North Carolina is one of many states that last year declared a moratorium ending deportation proceedings. Democratic Governor Roy Cooper’s directive is due to expire on June 30. Cooper extended other COVID-19 restrictions earlier this month, but has yet to announce whether he will extend the moratorium on evictions.
WHAT IS BEING DONE TO HELP PEOPLE TARGETING EVICTIONS?
North Carolina’s Housing Opportunities and Eviction Prevention (HOPE) program provides rent and utility assistance to low-income tenants in 88 of the state’s smaller counties. Twelve major counties run their own programs.
North Carolina has set aside about $ 1.3 billion to help renters cover their housing and utility costs, of which nearly $ 1 billion goes to the HOPE program and $ 300 million to the 12 largest counties.
The state estimates it has awarded a total of about $ 171 million to 47,462 HOPE-eligible households, but does not have data on households served and the money spent so far in the 12 county programs.
HOW DO THE COURTS HANDLE EXVICTION HEARINGS?
Deportation hearings are expected to be increasingly handled in person as the state reopens more and more. Tenants’ advocates and estate agent groups predict more hearings after the moratorium expires. North Carolinians can still be evicted now for reasons unrelated to non-payment of rent, such as destruction of property.

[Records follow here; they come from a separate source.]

//! Error types for project construction and sweeps.

use kiln_config::ConfigError;

/// Errors raised while assembling or driving a project.
#[derive(Debug, thiserror::Error)]
pub enum ProjectError {
    /// The project configuration failed to load or resolve.
    #[error(transparent)]
    Config(#[from] ConfigError),

    /// An artifact lists a dependency the project does not contain.
    #[error("artifact '{artifact}' depends on unknown artifact '{dependency}'")]
    UnknownDependency {
        /// The dependent artifact.
        artifact: String,
        /// The missing dependency.
        dependency: String,
    },

    /// Building or cleaning an artifact failed with an I/O error.
    #[error("artifact '{artifact}': {source}")]
    Io {
        /// The artifact whose build failed.
        artifact: String,
        /// The underlying I/O error.
        source: std::io::Error,
    },
}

WHAT IS AFFORDABILITY IN THE MAJOR STATE RENTAL MARKETS?
Demand far exceeds supply in many North Carolina rental markets, due to a shortage of affordable housing. Cathy Robertson, president of the property management division of the North Carolina Association of Realtors and vice president of a Winston-Salem-based property management company overseeing 800 housing units, said she was seeing between eight and 12 applicants for every TE Johnson & Sons property publishes online.
âWe have the lowest inventory in history, and it’s a long history of our business,â said Robertson of the company that has served the Winston-Salem area since 1928.
US Census data shows that the median monthly gross residential rent in the state was $ 931 in 2019, up 6% from 2015. Over the same five-year period, rents have increased by 12%. % in urban areas in Wake County and 13% in Mecklenburg County. and 14% in County Durham.
SHOULD EVICTIONS CREATE AN INCREASE IN HOMELESSNESS?
It is difficult to say how much homelessness is likely to increase, although some data points suggest that a substantial increase may soon be on the horizon.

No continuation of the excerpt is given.